- [Exercise details]: Every entry that follows is to be duplicated exactly.

START Working data

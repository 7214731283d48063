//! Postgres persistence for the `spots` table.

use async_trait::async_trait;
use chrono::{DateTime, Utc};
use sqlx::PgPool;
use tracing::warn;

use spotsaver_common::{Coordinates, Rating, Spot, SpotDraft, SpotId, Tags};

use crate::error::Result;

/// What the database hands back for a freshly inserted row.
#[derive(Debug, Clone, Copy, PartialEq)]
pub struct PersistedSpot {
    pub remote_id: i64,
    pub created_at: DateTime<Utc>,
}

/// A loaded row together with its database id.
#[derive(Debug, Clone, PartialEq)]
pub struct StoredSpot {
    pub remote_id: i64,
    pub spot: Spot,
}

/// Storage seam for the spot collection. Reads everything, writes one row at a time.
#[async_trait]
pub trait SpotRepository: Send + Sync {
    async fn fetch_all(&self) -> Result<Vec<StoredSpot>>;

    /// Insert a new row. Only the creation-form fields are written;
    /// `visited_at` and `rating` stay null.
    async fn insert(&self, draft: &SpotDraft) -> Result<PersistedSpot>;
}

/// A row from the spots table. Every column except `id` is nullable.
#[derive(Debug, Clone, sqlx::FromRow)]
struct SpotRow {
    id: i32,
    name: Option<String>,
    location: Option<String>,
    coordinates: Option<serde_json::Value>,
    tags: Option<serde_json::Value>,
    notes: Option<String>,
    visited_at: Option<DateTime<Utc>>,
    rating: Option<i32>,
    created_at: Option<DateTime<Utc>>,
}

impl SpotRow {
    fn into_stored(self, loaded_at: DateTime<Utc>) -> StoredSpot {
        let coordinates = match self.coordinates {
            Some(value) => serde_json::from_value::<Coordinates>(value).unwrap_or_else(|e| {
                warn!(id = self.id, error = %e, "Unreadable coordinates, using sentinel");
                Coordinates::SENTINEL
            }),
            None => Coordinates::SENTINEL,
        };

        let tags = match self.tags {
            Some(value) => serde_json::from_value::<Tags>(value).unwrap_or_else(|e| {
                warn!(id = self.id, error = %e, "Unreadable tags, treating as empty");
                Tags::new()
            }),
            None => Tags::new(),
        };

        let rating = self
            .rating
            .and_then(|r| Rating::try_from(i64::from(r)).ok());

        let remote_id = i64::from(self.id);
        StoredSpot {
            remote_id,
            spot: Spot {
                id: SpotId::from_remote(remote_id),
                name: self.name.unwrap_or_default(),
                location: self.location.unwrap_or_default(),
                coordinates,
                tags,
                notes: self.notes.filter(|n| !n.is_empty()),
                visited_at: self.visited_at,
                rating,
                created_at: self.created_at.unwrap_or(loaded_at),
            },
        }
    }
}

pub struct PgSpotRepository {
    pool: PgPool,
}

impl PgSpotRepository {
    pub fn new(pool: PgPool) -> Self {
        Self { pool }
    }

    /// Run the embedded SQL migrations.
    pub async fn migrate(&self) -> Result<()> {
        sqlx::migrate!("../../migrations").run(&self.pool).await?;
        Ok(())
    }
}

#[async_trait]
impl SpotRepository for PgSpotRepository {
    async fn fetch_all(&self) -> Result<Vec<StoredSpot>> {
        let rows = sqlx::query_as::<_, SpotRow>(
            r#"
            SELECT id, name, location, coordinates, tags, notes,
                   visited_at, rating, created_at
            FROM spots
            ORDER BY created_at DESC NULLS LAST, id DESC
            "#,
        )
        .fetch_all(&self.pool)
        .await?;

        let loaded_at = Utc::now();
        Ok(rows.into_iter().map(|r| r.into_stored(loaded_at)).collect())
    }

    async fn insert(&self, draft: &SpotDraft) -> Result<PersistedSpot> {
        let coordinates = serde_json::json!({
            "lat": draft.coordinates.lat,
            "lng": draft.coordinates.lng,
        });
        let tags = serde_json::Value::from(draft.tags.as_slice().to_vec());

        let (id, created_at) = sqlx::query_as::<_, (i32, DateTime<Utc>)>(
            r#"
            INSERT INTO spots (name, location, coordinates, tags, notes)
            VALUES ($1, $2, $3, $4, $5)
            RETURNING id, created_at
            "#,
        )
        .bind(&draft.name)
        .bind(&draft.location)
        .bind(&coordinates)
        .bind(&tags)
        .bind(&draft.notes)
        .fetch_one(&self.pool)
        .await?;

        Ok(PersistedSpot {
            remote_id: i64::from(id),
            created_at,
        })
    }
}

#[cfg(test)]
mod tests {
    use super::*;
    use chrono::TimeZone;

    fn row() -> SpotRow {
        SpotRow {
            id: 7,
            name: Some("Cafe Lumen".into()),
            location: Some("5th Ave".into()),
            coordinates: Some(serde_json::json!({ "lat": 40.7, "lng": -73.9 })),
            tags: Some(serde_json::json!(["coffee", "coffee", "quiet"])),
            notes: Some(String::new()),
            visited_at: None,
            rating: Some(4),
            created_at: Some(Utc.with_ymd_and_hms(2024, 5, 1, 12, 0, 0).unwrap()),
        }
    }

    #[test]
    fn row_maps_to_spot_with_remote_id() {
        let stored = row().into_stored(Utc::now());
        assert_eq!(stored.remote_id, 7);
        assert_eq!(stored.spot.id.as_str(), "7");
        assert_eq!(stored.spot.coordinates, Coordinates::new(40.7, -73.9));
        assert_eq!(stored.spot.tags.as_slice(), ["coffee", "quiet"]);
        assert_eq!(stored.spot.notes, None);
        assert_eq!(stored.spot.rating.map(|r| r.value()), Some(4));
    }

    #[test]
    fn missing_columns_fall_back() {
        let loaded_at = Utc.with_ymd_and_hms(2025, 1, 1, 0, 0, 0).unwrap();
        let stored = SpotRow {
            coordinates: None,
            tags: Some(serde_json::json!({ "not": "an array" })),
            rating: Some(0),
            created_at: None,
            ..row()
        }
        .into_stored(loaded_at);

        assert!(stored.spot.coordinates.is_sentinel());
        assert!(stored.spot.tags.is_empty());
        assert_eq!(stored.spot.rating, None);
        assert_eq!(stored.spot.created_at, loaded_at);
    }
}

END Working data

- [Solution to this exercise]:
repository 7214731283d48063
//! Postgres persistence for the `spots` table.

use async_trait::async_trait;
use chrono::{DateTime, Utc};
use sqlx::PgPool;
use tracing::warn;

use spotsaver_common::{Coordinates, Rating, Spot, SpotDraft, SpotId, Tags};

use crate::error::Result;

/// What the database hands back for a freshly inserted row.
#[derive(Debug, Clone, Copy, PartialEq)]
pub struct PersistedSpot {
    pub remote_id: i64,
    pub created_at: DateTime<Utc>,
}

/// A loaded row together with its database id.
#[derive(Debug, Clone, PartialEq)]
pub struct StoredSpot {
    pub remote_id: i64,
    pub spot: Spot,
}

/// Storage seam for the spot collection. Reads everything, writes one row at a time.
#[async_trait]
pub trait SpotRepository: Send + Sync {
    async fn fetch_all(&self) -> Result<Vec<StoredSpot>>;

    /// Insert a new row. Only the creation-form fields are written;
    /// `visited_at` and `rating` stay null.
    async fn insert(&self, draft: &SpotDraft) -> Result<PersistedSpot>;
}

/// A row from the spots table. Every column except `id` is nullable.
#[derive(Debug, Clone, sqlx::FromRow)]
struct SpotRow {
    id: i32,
    name: Option<String>,
    location: Option<String>,
    coordinates: Option<serde_json::Value>,
    tags: Option<serde_json::Value>,
    notes: Option<String>,
    visited_at: Option<DateTime<Utc>>,
    rating: Option<i32>,
    created_at: Option<DateTime<Utc>>,
}

impl SpotRow {
    fn into_stored(self, loaded_at: DateTime<Utc>) -> StoredSpot {
        let coordinates = match self.coordinates {
            Some(value) => serde_json::from_value::<Coordinates>(value).unwrap_or_else(|e| {
                warn!(id = self.id, error = %e, "Unreadable coordinates, using sentinel");
                Coordinates::SENTINEL
            }),
            None => Coordinates::SENTINEL,
        };

        let tags = match self.tags {
            Some(value) => serde_json::from_value::<Tags>(value).unwrap_or_else(|e| {
                warn!(id = self.id, error = %e, "Unreadable tags, treating as empty");
                Tags::new()
            }),
            None => Tags::new(),
        };

        let rating = self
            .rating
            .and_then(|r| Rating::try_from(i64::from(r)).ok());

        let remote_id = i64::from(self.id);
        StoredSpot {
            remote_id,
            spot: Spot {
                id: SpotId::from_remote(remote_id),
                name: self.name.unwrap_or_default(),
                location: self.location.unwrap_or_default(),
                coordinates,
                tags,
                notes: self.notes.filter(|n| !n.is_empty()),
                visited_at: self.visited_at,
                rating,
                created_at: self.created_at.unwrap_or(loaded_at),
            },
        }
    }
}

pub struct PgSpotRepository {
    pool: PgPool,
}

impl PgSpotRepository {
    pub fn new(pool: PgPool) -> Self {
        Self { pool }
    }

    /// Run the embedded SQL migrations.
    pub async fn migrate(&self) -> Result<()> {
        sqlx::migrate!("../../migrations").run(&self.pool).await?;
        Ok(())
    }
}

#[async_trait]
impl SpotRepository for PgSpotRepository {
    async fn fetch_all(&self) -> Result<Vec<StoredSpot>> {
        let rows = sqlx::query_as::<_, SpotRow>(
            r#"
            SELECT id, name, location, coordinates, tags, notes,
                   visited_at, rating, created_at
            FROM spots
            ORDER BY created_at DESC NULLS LAST, id DESC
            "#,
        )
        .fetch_all(&self.pool)
        .await?;

        let loaded_at = Utc::now();
        Ok(rows.into_iter().map(|r| r.into_stored(loaded_at)).collect())
    }

    async fn insert(&self, draft: &SpotDraft) -> Result<PersistedSpot> {
        let coordinates = serde_json::json!({
            "lat": draft.coordinates.lat,
            "lng": draft.coordinates.lng,
        });
        let tags = serde_json::Value::from(draft.tags.as_slice().to_vec());

        let (id, created_at) = sqlx::query_as::<_, (i32, DateTime<Utc>)>(
            r#"
            INSERT INTO spots (name, location, coordinates, tags, notes)
            VALUES ($1, $2, $3, $4, $5)
            RETURNING id, created_at
            "#,
        )
        .bind(&draft.name)
        .bind(&draft.location)
        .bind(&coordinates)
        .bind(&tags)
        .bind(&draft.notes)
        .fetch_one(&self.pool)
        .await?;

        Ok(PersistedSpot {
            remote_id: i64::from(id),
            created_at,
        })
    }
}

#[cfg(test)]
mod tests {
    use super::*;
    use chrono::TimeZone;

    fn row() -> SpotRow {
        SpotRow {
            id: 7,
            name: Some("Cafe Lumen".into()),
            location: Some("5th Ave".into()),
            coordinates: Some(serde_json::json!({ "lat": 40.7, "lng": -73.9 })),
            tags: Some(serde_json::json!(["coffee", "coffee", "quiet"])),
            notes: Some(String::new()),
            visited_at: None,
            rating: Some(4),
            created_at: Some(Utc.with_ymd_and_hms(2024, 5, 1, 12, 0, 0).unwrap()),
        }
    }

    #[test]
    fn row_maps_to_spot_with_remote_id() {
        let stored = row().into_stored(Utc::now());
        assert_eq!(stored.remote_id, 7);
        assert_eq!(stored.spot.id.as_str(), "7");
        assert_eq!(stored.spot.coordinates, Coordinates::new(40.7, -73.9));
        assert_eq!(stored.spot.tags.as_slice(), ["coffee", "quiet"]);
        assert_eq!(stored.spot.notes, None);
        assert_eq!(stored.spot.rating.map(|r| r.value()), Some(4));
    }

    #[test]
    fn missing_columns_fall_back() {
        let loaded_at = Utc.with_ymd_and_hms(2025, 1, 1, 0, 0, 0).unwrap();
        let stored = SpotRow {
            coordinates: None,
            tags: Some(serde_json::json!({ "not": "an array" })),
            rating: Some(0),
            created_at: None,
            ..row()
        }
        .into_stored(loaded_at);

        assert!(stored.spot.coordinates.is_sentinel());
        assert!(stored.spot.tags.is_empty());
        assert_eq!(stored.spot.rating, None);
        assert_eq!(stored.spot.created_at, loaded_at);
    }
}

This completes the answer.